* **Provided data**
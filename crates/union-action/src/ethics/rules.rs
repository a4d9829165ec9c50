//! Keyword heuristics behind the four tests. Every check is a case-insensitive
//! substring match against a fixed list; nothing is scored or weighted.

use super::domain::{TestVerdict, Verdict};

pub(crate) const CONDITIONAL_MARKERS: [&str; 8] = [
    "convenient",
    "when necessary",
    "optional",
    "discretionary",
    "at will",
    "if needed",
    "can be",
    "may be",
];

pub(crate) const DENIAL_KEYWORDS: [&str; 9] = [
    "denied",
    "refused",
    "rejected",
    "dismissed",
    "ignored",
    "overlooked",
    "excluded",
    "prevented",
    "blocked",
];

pub(crate) const DEVELOPMENT_KEYWORDS: [&str; 8] = [
    "training",
    "development",
    "learning",
    "education",
    "progression",
    "advancement",
    "opportunity",
    "growth",
];

pub(crate) const PRESSURE_KEYWORDS: [&str; 9] = [
    "pressure",
    "cost",
    "budget",
    "efficiency",
    "convenient",
    "reduction",
    "constraint",
    "operational",
    "deadline",
];

pub(crate) const UNFAIR_PROCESS_KEYWORDS: [&str; 8] = [
    "arbitrary",
    "inconsistent",
    "unclear",
    "no explanation",
    "denied without",
    "refused without",
    "no appeal",
    "no recourse",
];

pub(crate) const FAIR_PROCESS_KEYWORDS: [&str; 7] = [
    "consistent",
    "transparent",
    "appeal",
    "review",
    "fair process",
    "explanation provided",
    "documented procedure",
];

/// Duties shorter than this are not treated as an acknowledged obligation.
const DUTY_ACKNOWLEDGEMENT_MIN_CHARS: usize = 10;

fn contains_any(haystack: &str, keywords: &[&str]) -> bool {
    let lowered = haystack.to_lowercase();
    keywords.iter().any(|keyword| lowered.contains(keyword))
}

pub(crate) fn universalizability(policy: &str, duties: &str) -> TestVerdict {
    if !contains_any(policy, &CONDITIONAL_MARKERS) {
        return TestVerdict::new(
            Verdict::Pass,
            format!(
                "The maxim '{policy}' can be applied to every comparable situation without \
                 contradicting itself, which satisfies the Categorical Imperative."
            ),
        );
    }

    if duties.is_empty() {
        TestVerdict::new(
            Verdict::Failure,
            format!(
                "The maxim '{policy}' relies on conditional language, so it would be applied \
                 inconsistently. Universalized, no employee could rely on a stable standard, \
                 which breaks the Categorical Imperative's demand for a universal law."
            ),
        )
    } else {
        TestVerdict::new(
            Verdict::Failure,
            format!(
                "If every organization followed the maxim '{policy}', the practice would defeat \
                 itself: the stated duty ({duties}) would stop meaning anything once exceptions \
                 became the rule. This contradicts the Categorical Imperative: 'Act only \
                 according to that maxim whereby you can at the same time will that it should \
                 become a universal law.'"
            ),
        )
    }
}

pub(crate) fn humanity_formula(action: &str, role: &str) -> TestVerdict {
    let denial = contains_any(action, &DENIAL_KEYWORDS);
    let development = contains_any(action, &DEVELOPMENT_KEYWORDS);

    match (denial, development) {
        (true, true) => TestVerdict::new(
            Verdict::Violation,
            format!(
                "The {role} is handled as a means to organizational efficiency instead of as a \
                 person with dignity and a right to professional growth. Withholding development \
                 treats the employee as an interchangeable resource. This violates the Humanity \
                 Formula: 'Act in such a way that you treat humanity, whether in your own person \
                 or in the person of any other, never merely as a means to an end, but always \
                 at the same time as an end.'"
            ),
        ),
        (true, false) => TestVerdict::new(
            Verdict::Violation,
            "The action treats the employee instrumentally and puts organizational convenience \
             ahead of individual dignity, contrary to the Humanity Formula's requirement that \
             persons are always ends in themselves.",
        ),
        _ => TestVerdict::new(
            Verdict::Pass,
            "The action shows no clear pattern of using the employee merely as a means; their \
             dignity and own goals appear to be respected, satisfying the Humanity Formula.",
        ),
    }
}

pub(crate) fn autonomy(pressures: &str, duties: &str) -> TestVerdict {
    if !contains_any(pressures, &PRESSURE_KEYWORDS) {
        return TestVerdict::new(
            Verdict::Pass,
            "Nothing indicates the action was driven solely by external pressure; duty appears \
             to have been considered, satisfying the Autonomy Principle.",
        );
    }

    if duties.chars().count() > DUTY_ACKNOWLEDGEMENT_MIN_CHARS {
        TestVerdict::new(
            Verdict::Violation,
            format!(
                "The action appears driven by external pressures ({pressures}) rather than by \
                 duty to professional standards ({duties}). Acting from inclination such as cost \
                 or convenience lacks moral worth; the Autonomy Principle asks that moral action \
                 follow categorical duty, not hypothetical if-then goals."
            ),
        )
    } else {
        TestVerdict::new(
            Verdict::Violation,
            format!(
                "The action shows signs of being motivated by external pressures ({pressures}) \
                 rather than moral duty, contrary to the Autonomy Principle's requirement that \
                 moral action spring from respect for the moral law."
            ),
        )
    }
}

/// Fails when unfair-process language appears OR when no fair-process
/// indicator appears at all.
pub(crate) fn procedural_justice(pressures: &str, duties: &str) -> TestVerdict {
    let context = format!("{pressures} {duties}");
    let unfair = contains_any(&context, &UNFAIR_PROCESS_KEYWORDS);
    let fair = contains_any(&context, &FAIR_PROCESS_KEYWORDS);

    if unfair || !fair {
        TestVerdict::new(
            Verdict::Failure,
            "The process lacks the transparency, consistency or appeal routes procedural \
             justice requires. Decisions affecting employees must follow predictable rules, \
             give clear reasons, allow appeal and review, and treat similar cases alike; their \
             absence is a systematic organizational ethics failure.",
        )
    } else {
        TestVerdict::new(
            Verdict::Pass,
            "The process shows consistency, transparency and fairness, meeting the core \
             requirements of procedural justice.",
        )
    }
}
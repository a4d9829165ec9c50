use axum::extract::Request;
use axum::http::{HeaderMap, HeaderName, HeaderValue};
use axum::middleware::Next;
use axum::response::Response;
use tracing::{info_span, Instrument};
use uuid::Uuid;

pub static CORRELATION_HEADER: HeaderName = HeaderName::from_static("x-correlation-id");

/// Request-scoped identifier echoed in headers, bodies and log spans.
#[derive(Debug, Clone, PartialEq, Eq)]
pub struct CorrelationId(String);

impl CorrelationId {
    pub fn generate() -> Self {
        Self(Uuid::new_v4().to_string())
    }

    /// Caller-supplied id when present and non-blank, otherwise a fresh one.
    pub fn from_headers(headers: &HeaderMap) -> Self {
        headers
            .get(&CORRELATION_HEADER)
            .and_then(|value| value.to_str().ok())
            .map(str::trim)
            .filter(|value| !value.is_empty())
            .map(|value| Self(value.to_string()))
            .unwrap_or_else(Self::generate)
    }

    pub fn as_str(&self) -> &str {
        &self.0
    }
}

pub async fn correlation_layer(mut request: Request, next: Next) -> Response {
    let correlation_id = CorrelationId::from_headers(request.headers());
    request.extensions_mut().insert(correlation_id.clone());

    let span = info_span!(
        "request",
        correlation_id = %correlation_id.as_str(),
        method = %request.method(),
        path = %request.uri().path(),
    );
    let mut response = next.run(request).instrument(span).await;

    if let Ok(value) = HeaderValue::from_str(correlation_id.as_str()) {
        response
            .headers_mut()
            .insert(CORRELATION_HEADER.clone(), value);
    }
    response
}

* **Exercise directions**
Would you copy every line from the listing above that has the string "cost" in it?

* **Final answer**
    "cost",
                 duty to professional standards ({duties}). Acting from inclination such as cost \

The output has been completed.